Fatigue is often recognized by patients with PD as one of their most disabling symptoms with the greatest impression on their QOL.[19]

Prevalence of fatigue in PD was reported to be between 33%–78%,[19] but our results showed a higher prevalence (87.7%). Fatigue causes severe disability, although this symptom is one of the most prevalent NMS in PD, but has mostly been neglected by patients and clinicians. Kang, et al. were reported that fatigue can increase risk the risk of developing PD.[20]

The results have shown strong correlations between the duration of disease and NMS as well as PDQ-39, so, NMS begin before motor symptoms. NMS also develop throughout the course of disease and cause disability that adds on to motor symptoms. This is shown by the strong correlations between disease duration and the NMSS mood/cognition, perceptual problem/hallucination, attention/memory, and sexual domains, and similar domains in the NMSQ. Also, there were correlations between motor symptoms and NMS, which again indicate that as disability worsens (indicated by worse by motor symptoms), NMS become worse, too. As most PD drugs improve only motor symptoms, these findings could show why patients' QOL remain poor despite adequate treatment.

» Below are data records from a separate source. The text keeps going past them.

//! JSON persistence of a `Network`: sizes, the four weight matrices as nested
//! arrays, and the replay memory verbatim.

use log::{info, warn};
use serde::{Deserialize, Serialize};
use serde_json::Value;

use crate::{
    config::LearnerConfig,
    error::{LearnerError, Result},
    math::matrix::Matrix,
    memory::replay::{Example, ReplayMemory},
    network::{
        network::Network,
        params::{check_shape, NetworkParameters},
    },
};

#[derive(Serialize)]
#[serde(rename_all = "camelCase")]
struct SnapshotRef<'a> {
    input_size: usize,
    hidden_size: usize,
    output_size: usize,
    weights1: Vec<Vec<f64>>,
    bias1: Vec<Vec<f64>>,
    weights2: Vec<Vec<f64>>,
    bias2: Vec<Vec<f64>>,
    examples: &'a [Example],
}

/// Every field optional so a missing one can be reported by name.
#[derive(Deserialize)]
#[serde(rename_all = "camelCase")]
struct RawSnapshot {
    input_size: Option<usize>,
    hidden_size: Option<usize>,
    output_size: Option<usize>,
    #[serde(alias = "W1")]
    weights1: Option<Value>,
    #[serde(alias = "b1")]
    bias1: Option<Value>,
    #[serde(alias = "W2")]
    weights2: Option<Value>,
    #[serde(alias = "b2")]
    bias2: Option<Value>,
    #[serde(default)]
    examples: Option<Value>,
}

impl Network {
    /// Encodes the network as a JSON document.
    pub fn serialize(&self) -> Result<String> {
        let p = &self.params;
        let snapshot = SnapshotRef {
            input_size: p.input_size(),
            hidden_size: p.hidden_size(),
            output_size: p.output_size(),
            weights1: p.w1.to_rows(),
            bias1: p.b1.to_rows(),
            weights2: p.w2.to_rows(),
            bias2: p.b2.to_rows(),
            examples: self.memory.examples(),
        };
        Ok(serde_json::to_string(&snapshot)?)
    }

    /// Rebuilds a network from `serialize` output with default hyperparameters.
    pub fn deserialize(text: &str) -> Result<Network> {
        Network::deserialize_with(text, LearnerConfig::default())
    }

    /// Rebuilds a network from `serialize` output. Layer sizes come from the
    /// payload; every other setting from `config`.
    pub fn deserialize_with(text: &str, config: LearnerConfig) -> Result<Network> {
        let raw: RawSnapshot = serde_json::from_str(text)?;

        let input_size = required_size(raw.input_size, "inputSize")?;
        let hidden_size = required_size(raw.hidden_size, "hiddenSize")?;
        let output_size = required_size(raw.output_size, "outputSize")?;
        let w1 = required(raw.weights1, "weights1")?;
        let b1 = required(raw.bias1, "bias1")?;
        let w2 = required(raw.weights2, "weights2")?;
        let b2 = required(raw.bias2, "bias2")?;

        let w1 = to_matrix("weights1", w1, input_size, hidden_size)?;
        let b1 = to_matrix("bias1", b1, 1, hidden_size)?;
        let w2 = to_matrix("weights2", w2, hidden_size, output_size)?;
        let b2 = to_matrix("bias2", b2, 1, output_size)?;

        let config = LearnerConfig {
            input_size,
            hidden_size,
            output_size,
            ..config
        };
        config.validate()?;
        let params = NetworkParameters::from_matrices(w1, b1, w2, b2, config.learning_rate)?;
        let examples = to_examples(raw.examples, input_size, output_size)?;
        let memory = ReplayMemory::from_examples(examples, output_size, config.max_examples);

        Ok(Network { config, params, memory })
    }

    /// Writes `serialize()` output to `path`.
    pub fn save_json(&self, path: &str) -> Result<()> {
        std::fs::write(path, self.serialize()?)?;
        info!("model saved to {path} ({} examples)", self.memory.len());
        Ok(())
    }

    /// Reads a network previously written by `save_json`.
    pub fn load_json(path: &str) -> Result<Network> {
        let text = std::fs::read_to_string(path)?;
        Network::deserialize(&text)
    }

    /// Loads `path`, or starts over with a fresh network if it is missing or
    /// unreadable.
    pub fn load_or_fresh(path: &str, config: LearnerConfig) -> Result<Network> {
        let loaded = std::fs::read_to_string(path)
            .map_err(LearnerError::from)
            .and_then(|text| Network::deserialize_with(&text, config.clone()));
        match loaded {
            Ok(network) => {
                info!("model loaded from {path} ({} examples)", network.example_count());
                Ok(network)
            }
            Err(e) => {
                warn!("could not load {path}, starting fresh: {e}");
                Network::new(config)
            }
        }
    }
}

/// Zero counts as absent.
fn required_size(value: Option<usize>, name: &str) -> Result<usize> {
    match value {
        Some(n) if n > 0 => Ok(n),
        _ => Err(missing(name)),
    }
}

fn required(value: Option<Value>, name: &str) -> Result<Value> {
    match value {
        Some(Value::Null) | None => Err(missing(name)),
        Some(v) => Ok(v),
    }
}

fn missing(name: &str) -> LearnerError {
    LearnerError::Format(format!("missing required property `{name}`"))
}

fn to_matrix(name: &str, value: Value, rows: usize, cols: usize) -> Result<Matrix> {
    let nested: Vec<Vec<f64>> = serde_json::from_value(value)
        .map_err(|e| LearnerError::matrix(name, e.to_string()))?;
    let matrix = Matrix::from_rows(name, nested)?;
    check_shape(name, &matrix, rows, cols)?;
    Ok(matrix)
}

fn to_examples(value: Option<Value>, input_size: usize, classes: usize) -> Result<Vec<Example>> {
    let Some(value @ Value::Array(_)) = value else {
        return Ok(Vec::new());
    };
    let examples: Vec<Example> = serde_json::from_value(value)
        .map_err(|e| LearnerError::Format(format!("invalid examples: {e}")))?;
    for (i, ex) in examples.iter().enumerate() {
        if ex.input.len() != input_size {
            return Err(LearnerError::Format(format!(
                "example {i} has {} inputs, expected {input_size}",
                ex.input.len()
            )));
        }
        if ex.target >= classes {
            return Err(LearnerError::Format(format!(
                "example {i} has label {}, expected below {classes}",
                ex.target
            )));
        }
    }
    Ok(examples)
}

#[cfg(test)]
mod tests {
    use super::*;
    use rand::{rngs::StdRng, SeedableRng};

    fn small() -> Network {
        let config = LearnerConfig::with_sizes(4, 3, 2);
        Network::with_rng(config, &mut StdRng::seed_from_u64(31)).unwrap()
    }

    #[test]
    fn empty_object_is_a_format_error() {
        assert!(matches!(Network::deserialize("{}"), Err(LearnerError::Format(_))));
    }

    #[test]
    fn garbage_is_a_format_error() {
        assert!(matches!(Network::deserialize("not json"), Err(LearnerError::Format(_))));
    }

    #[test]
    fn each_required_field_is_checked() {
        let full: Value = serde_json::from_str(&small().serialize().unwrap()).unwrap();
        for field in ["inputSize", "hiddenSize", "outputSize", "weights1", "bias1", "weights2", "bias2"] {
            let mut doc = full.clone();
            doc.as_object_mut().unwrap().remove(field);
            let err = Network::deserialize(&doc.to_string()).unwrap_err();
            assert!(
                matches!(err, LearnerError::Format(ref msg) if msg.contains(field)),
                "{field}: {err}"
            );
        }
    }

    #[test]
    fn zero_size_counts_as_missing() {
        let mut doc: Value = serde_json::from_str(&small().serialize().unwrap()).unwrap();
        doc["hiddenSize"] = 0.into();
        assert!(matches!(Network::deserialize(&doc.to_string()), Err(LearnerError::Format(_))));
    }

    #[test]
    fn shape_mismatch_is_rejected() {
        let mut doc: Value = serde_json::from_str(&small().serialize().unwrap()).unwrap();
        doc["inputSize"] = 5.into();
        let err = Network::deserialize(&doc.to_string()).unwrap_err();
        assert!(matches!(err, LearnerError::MatrixConversion { ref name, .. } if name == "weights1"));
    }

    #[test]
    fn non_numeric_matrix_is_a_conversion_error() {
        let mut doc: Value = serde_json::from_str(&small().serialize().unwrap()).unwrap();
        doc["bias2"] = serde_json::json!([["a", "b"]]);
        assert!(matches!(
            Network::deserialize(&doc.to_string()),
            Err(LearnerError::MatrixConversion { .. })
        ));
    }

    #[test]
    fn missing_or_odd_examples_default_to_empty() {
        let mut doc: Value = serde_json::from_str(&small().serialize().unwrap()).unwrap();
        doc.as_object_mut().unwrap().remove("examples");
        assert!(Network::deserialize(&doc.to_string()).unwrap().memory().is_empty());
        doc["examples"] = "nope".into();
        assert!(Network::deserialize(&doc.to_string()).unwrap().memory().is_empty());
    }

    #[test]
    fn malformed_examples_are_rejected() {
        let mut doc: Value = serde_json::from_str(&small().serialize().unwrap()).unwrap();
        doc["examples"] = serde_json::json!([{ "input": [0.0, 1.0], "target": 0 }]);
        assert!(matches!(Network::deserialize(&doc.to_string()), Err(LearnerError::Format(_))));
        doc["examples"] = serde_json::json!([{ "input": [0.0, 1.0, 0.0, 0.0], "target": 2 }]);
        assert!(matches!(Network::deserialize(&doc.to_string()), Err(LearnerError::Format(_))));
    }

    #[test]
    fn upper_case_matrix_keys_are_accepted() {
        let text = small()
            .serialize()
            .unwrap()
            .replace("\"weights1\"", "\"W1\"")
            .replace("\"weights2\"", "\"W2\"");
        assert!(Network::deserialize(&text).is_ok());
    }

    #[test]
    fn round_trip_is_exact() {
        let mut net = small();
        net.record_and_train(&[1.0, 0.0, 1.0, 0.0], 1).unwrap();
        net.record_and_train(&[0.0, 1.0, 0.0, 0.3], 0).unwrap();
        let restored = Network::deserialize(&net.serialize().unwrap()).unwrap();
        assert_eq!(restored.parameters(), net.parameters());
        assert_eq!(restored.memory().examples(), net.memory().examples());
    }

    #[test]
    fn load_or_fresh_falls_back_on_missing_file() {
        let path = std::env::temp_dir().join("ferrite-tutor-definitely-missing.json");
        let net = Network::load_or_fresh(path.to_str().unwrap(), LearnerConfig::default()).unwrap();
        assert!(net.memory().is_empty());
        assert_eq!(net.config().input_size, 64);
    }
}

Cognitive impairment correlated with NMS and motor symptoms, but disease duration and MMSE score had no association, which may indicate that cognition correlates with disease severity. Thus, patients with more severe PD have worse NMS and motor symptoms, and less cognitive reserve.

We acknowledge that our study has some limits, including low sample size and lack of normal population as controls, however, this study is the first one in Iran that used the following questionnaires: NMSS, NMSQ, PDQ-39, and UPDRS I-IV for assessing NMS.

Conclusion

In conclusion, as with other studies, we found a high prevalence of NMS in our sample. In our opinion, a change in PD criteria may be necessary, such as adding NMS to diagnostic criteria that could help to diagnose PD earlier, and when neuroprotection becomes available, diagnosis in earlier stages may help prevent worsening motor symptoms and disability. Also, faster and more accurate diagnosis and treatment of NMS would improve patients' QOL and prevent disability.